For $1<x<2$ we have $$\mathbb P[X<x] = \mathbb P(E) + \mathbb P\left([Y<x-1]\cap E^\complement\right) = \frac 14 + \mathbb P[Y< x-1]\mathbb P(E) = \frac{3x - 2}4. $$

So $F_X(x) = \frac x4$ for $x<1$ and $F_X(x) = \frac {3x-2}4$ for $x>1$.

Tim
  • 5,564
  • @ Tim: I once followed your way of thought but sadly it led me nowhere. so I came back to what the textbook suggests. could you please be more specific? I got screwed up with this problem since the last weekend. So if you can, please be clear and specific. thanks – Alice Apr 30 '13 at 17:27
  • OK, It sounded like a homework question so I was trying to hint rather than just tell you the answer. I'll edit my answer to put some equations in. – Tim Apr 30 '13 at 17:32
  • @ Tim: it's actually not a homework question. I randomly got this textbook today from a book sale fair and find this problem very interesting. I just want to get it solved since I like it and the author said this question is classic. if you could help, thanks. – Alice Apr 30 '13 at 17:40
  • @ Tim: your suggestion is nice. I followed the book's hint and get the same thing. the question also asks about E[X] and var[X]. i'm not sure which integral should I use to calculate E[X] and var[X]. could you guide me through these? I really appreciate it. – Alice May 01 '13 at 00:42
  • @ Alice: Even though $F_X$ has a corner you can still define the density $f_X(x) = \frac{d}{dx} F_X(x)$. So $f_X(x) = \frac 14$ for $x<1$ and $f_X(x) = \frac 34$ for $x>1$ So the integrals $\mathbb E(X) = \int_0^2 x f_x(x) dx$ and $\mathbb E(X^2) = \int_0^2 x^2 f_X(x) dx$ still make sense even though there's a point where $f_X$ is undefined. You just have to separate $\int_0^2\dots dx = \int_0^1\dots dx + \int_1^2\dots dx$. – Tim May 01 '13 at 07:14
  • Another way of thinking about it is that $X$ is the sum of two independent random variables: The distance the ambulance has to travel along the road it starts on (a uniform random variable in $(0,1)$ mean $\frac 12$ variance $\frac 1{12}$ and a Bernoulli$\left(\frac 34\right)$ random variable ($0$ if it starts on street 1, $1$ otherwise): mean $\frac 34$, variance $\frac 3{16}$. So the mean is $\frac 54$ and because the random variables are independent you can add the variances to get var$(X) = \frac {13}{48}$. This should give you the same answer as when you calculate the integrals. – Tim May 01 '13 at 07:25
  • @ Tim: I just revise what you did in your answer and could you please clarify why you get the following: P[Y<y]=y for 0<y<1,P[X<x]=P([Y>1−x]∩E)=(1−P[y<1−x])P(E)=x/4 and P[X<x]=P(E)+P([Y<x−1]∩E ∁ )=1 4 +P[Y<x−1]P(E)=3x−2/4. I don't really get why I got these results. i'm sorry but since i'm between the two hints (one is yours, the other is the text's) I've screwed up. please explain in detail. if you can, could you go over the way the book suggests to check whether it produces the same results. thanks – Alice May 01 '13 at 09:54
  • @ Alice: OK, I'll edit it again and go over the steps a bit slower when I have time. Well done for persisting by the way. – Tim May 01 '13 at 10:20
  • @ Tim: thanks for still being with me. i'm really into this problem because it's beautiful. if you can go over the original hint to check whether it yields the same result as yours, it's great. thanks – Alice May 01 '13 at 10:25
  • @ Tim: Are you still there? – Alice May 01 '13 at 12:58
  • @ Tim: I don't understand why in case of 1<x<2 you put P(E) + ... what is the role of P(E) here? – Alice May 01 '13 at 14:45
0

I thought I'd do it the way the book said and keep the other answer up so you can compare the two.

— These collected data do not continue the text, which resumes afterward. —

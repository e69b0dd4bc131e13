//! Host reflection registry
//!
//! Owns reflection objects and hands out generational [`TypeHandle`]s to them.
//! Descriptors and builders only ever hold handles; removing an object bumps
//! its slot stamp so stale handles stop resolving instead of dangling.

use rustc_hash::FxHashMap;
use tether_sdk::{RawHandle, ReflectionHost, TypeHandle};

#[derive(Debug)]
struct Slot<T> {
    stamp: u32,
    entry: Option<Entry<T>>,
}

#[derive(Debug)]
struct Entry<T> {
    name: String,
    assembly: String,
    object: T,
}

/// Registry of reflection objects of kind `T`
#[derive(Debug)]
pub struct ReflectionRegistry<T> {
    slots: Vec<Slot<T>>,
    free: Vec<u32>,
    name_to_handle: FxHashMap<String, RawHandle>,
}

impl<T> ReflectionRegistry<T> {
    /// Create a new empty registry
    pub fn new() -> Self {
        Self {
            slots: Vec::new(),
            free: Vec::new(),
            name_to_handle: FxHashMap::default(),
        }
    }

    /// Store a reflection object owned by `assembly`.
    ///
    /// An existing object with the same name is removed first.
    pub fn insert(&mut self, name: String, assembly: &str, object: T) -> TypeHandle<T> {
        if let Some(existing) = self.find(&name) {
            self.remove(existing);
        }

        let entry = Entry {
            name: name.clone(),
            assembly: assembly.to_string(),
            object,
        };
        let raw = match self.free.pop() {
            Some(index) => {
                let slot = &mut self.slots[index as usize];
                slot.entry = Some(entry);
                RawHandle::new(index, slot.stamp)
            }
            None => {
                let index = self.slots.len() as u32;
                self.slots.push(Slot {
                    stamp: 0,
                    entry: Some(entry),
                });
                RawHandle::new(index, 0)
            }
        };
        self.name_to_handle.insert(name, raw);
        TypeHandle::from_raw(raw)
    }

    /// Get an object by handle
    pub fn get(&self, handle: TypeHandle<T>) -> Option<&T> {
        self.entry(handle.raw()).map(|e| &e.object)
    }

    /// Get a mutable object by handle
    pub fn get_mut(&mut self, handle: TypeHandle<T>) -> Option<&mut T> {
        let raw = handle.raw();
        self.slots
            .get_mut(raw.index as usize)
            .filter(|slot| slot.stamp == raw.stamp)
            .and_then(|slot| slot.entry.as_mut())
            .map(|e| &mut e.object)
    }

    /// Name an object was registered under
    pub fn name_of(&self, handle: TypeHandle<T>) -> Option<&str> {
        self.entry(handle.raw()).map(|e| e.name.as_str())
    }

    /// Find an object by type name
    pub fn find(&self, name: &str) -> Option<TypeHandle<T>> {
        self.name_to_handle
            .get(name)
            .copied()
            .filter(|raw| self.is_live(*raw))
            .map(TypeHandle::from_raw)
    }

    /// Whether `raw` refers to a live object
    pub fn is_live(&self, raw: RawHandle) -> bool {
        self.entry(raw).is_some()
    }

    /// Tear down one object. Outstanding handles to it go dead.
    pub fn remove(&mut self, handle: TypeHandle<T>) -> Option<T> {
        let raw = handle.raw();
        let slot = self.slots.get_mut(raw.index as usize)?;
        if slot.stamp != raw.stamp {
            return None;
        }
        let entry = slot.entry.take()?;
        slot.stamp = slot.stamp.wrapping_add(1);
        self.free.push(raw.index);
        if self.name_to_handle.get(&entry.name) == Some(&raw) {
            self.name_to_handle.remove(&entry.name);
        }
        Some(entry.object)
    }

    /// Tear down every object owned by `assembly`; returns how many were removed
    pub fn release_assembly(&mut self, assembly: &str) -> usize {
        let doomed: Vec<TypeHandle<T>> = self
            .iter_entries()
            .filter(|(_, e)| e.assembly == assembly)
            .map(|(raw, _)| TypeHandle::from_raw(raw))
            .collect();
        for handle in &doomed {
            self.remove(*handle);
        }
        if !doomed.is_empty() {
            tracing::info!(assembly, removed = doomed.len(), "released reflection objects");
        }
        doomed.len()
    }

    /// Number of live objects
    pub fn len(&self) -> usize {
        self.slots.iter().filter(|s| s.entry.is_some()).count()
    }

    /// Check if registry is empty
    pub fn is_empty(&self) -> bool {
        self.len() == 0
    }

    /// Iterate over live objects with their handles and names
    pub fn iter(&self) -> impl Iterator<Item = (TypeHandle<T>, &str, &T)> {
        self.iter_entries()
            .map(|(raw, e)| (TypeHandle::from_raw(raw), e.name.as_str(), &e.object))
    }

    fn entry(&self, raw: RawHandle) -> Option<&Entry<T>> {
        self.slots
            .get(raw.index as usize)
            .filter(|slot| slot.stamp == raw.stamp)
            .and_then(|slot| slot.entry.as_ref())
    }

    fn iter_entries(&self) -> impl Iterator<Item = (RawHandle, &Entry<T>)> {
        self.slots.iter().enumerate().filter_map(|(index, slot)| {
            slot.entry
                .as_ref()
                .map(|e| (RawHandle::new(index as u32, slot.stamp), e))
        })
    }
}

impl<T> Default for ReflectionRegistry<T> {
    fn default() -> Self {
        Self::new()
    }
}

impl<T> ReflectionHost for ReflectionRegistry<T> {
    fn is_live(&self, handle: RawHandle) -> bool {
        ReflectionRegistry::is_live(self, handle)
    }
}

#[cfg(test)]
mod tests {
    use super::*;

    #[test]
    fn test_insert_and_get() {
        let mut registry = ReflectionRegistry::new();
        let handle = registry.insert("Point".to_string(), "Game", 2usize);

        assert_eq!(registry.get(handle), Some(&2));
        assert_eq!(registry.name_of(handle), Some("Point"));
        assert_eq!(registry.find("Point"), Some(handle));
        assert_eq!(registry.len(), 1);
    }

    #[test]
    fn test_removed_handle_goes_dead() {
        let mut registry = ReflectionRegistry::new();
        let handle = registry.insert("Point".to_string(), "Game", 2usize);

        assert_eq!(registry.remove(handle), Some(2));
        assert!(!registry.is_live(handle.raw()));
        assert!(registry.get(handle).is_none());
        assert!(registry.find("Point").is_none());
        assert_eq!(registry.remove(handle), None);
        assert!(registry.is_empty());
    }

    #[test]
    fn test_slot_reuse_bumps_stamp() {
        let mut registry = ReflectionRegistry::new();
        let old = registry.insert("Point".to_string(), "Game", 1usize);
        registry.remove(old);

        let new = registry.insert("Circle".to_string(), "Game", 2usize);
        assert_eq!(old.index(), new.index());
        assert_ne!(old, new);
        assert!(registry.get(old).is_none());
        assert_eq!(registry.get(new), Some(&2));
    }

    #[test]
    fn test_insert_replaces_same_name() {
        let mut registry = ReflectionRegistry::new();
        let first = registry.insert("Point".to_string(), "Game", 1usize);
        let second = registry.insert("Point".to_string(), "Game", 2usize);

        assert!(!registry.is_live(first.raw()));
        assert_eq!(registry.find("Point"), Some(second));
        assert_eq!(registry.len(), 1);
    }

    #[test]
    fn test_get_mut() {
        let mut registry = ReflectionRegistry::new();
        let handle = registry.insert("Counter".to_string(), "Game", 0usize);
        *registry.get_mut(handle).unwrap() += 5;
        assert_eq!(registry.get(handle), Some(&5));
    }

    #[test]
    fn test_release_assembly() {
        let mut registry = ReflectionRegistry::new();
        let a = registry.insert("A".to_string(), "Game", 1usize);
        let b = registry.insert("B".to_string(), "Tools", 2usize);
        let c = registry.insert("C".to_string(), "Game", 3usize);

        assert_eq!(registry.release_assembly("Game"), 2);
        assert!(!registry.is_live(a.raw()));
        assert!(registry.is_live(b.raw()));
        assert!(!registry.is_live(c.raw()));
        assert_eq!(registry.release_assembly("Game"), 0);
    }

    #[test]
    fn test_iter() {
        let mut registry = ReflectionRegistry::new();
        registry.insert("A".to_string(), "Game", 1usize);
        let b = registry.insert("B".to_string(), "Game", 2usize);
        registry.remove(b);

        let names: Vec<&str> = registry.iter().map(|(_, name, _)| name).collect();
        assert_eq!(names, vec!["A"]);
    }
}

Let $Y$ be the distance of the ambulance to the central point and let $J$ be the number of the street the ambulance is on.

Fix a value of $y = \frac ab$ for natural numbers $0< a< b$. We want to know the probability that $Y<y$. First, it doesn't matter what street the ambulance is on the probability that $Y<y$ doesn't change if you know what street the ambulance is on.

Now let's divide the street up into $b$ portions with equal lengths. As the amblance is equally likely to be anywhere in the street the probability that it is in any one of the $b$ parts is $\frac 1b$.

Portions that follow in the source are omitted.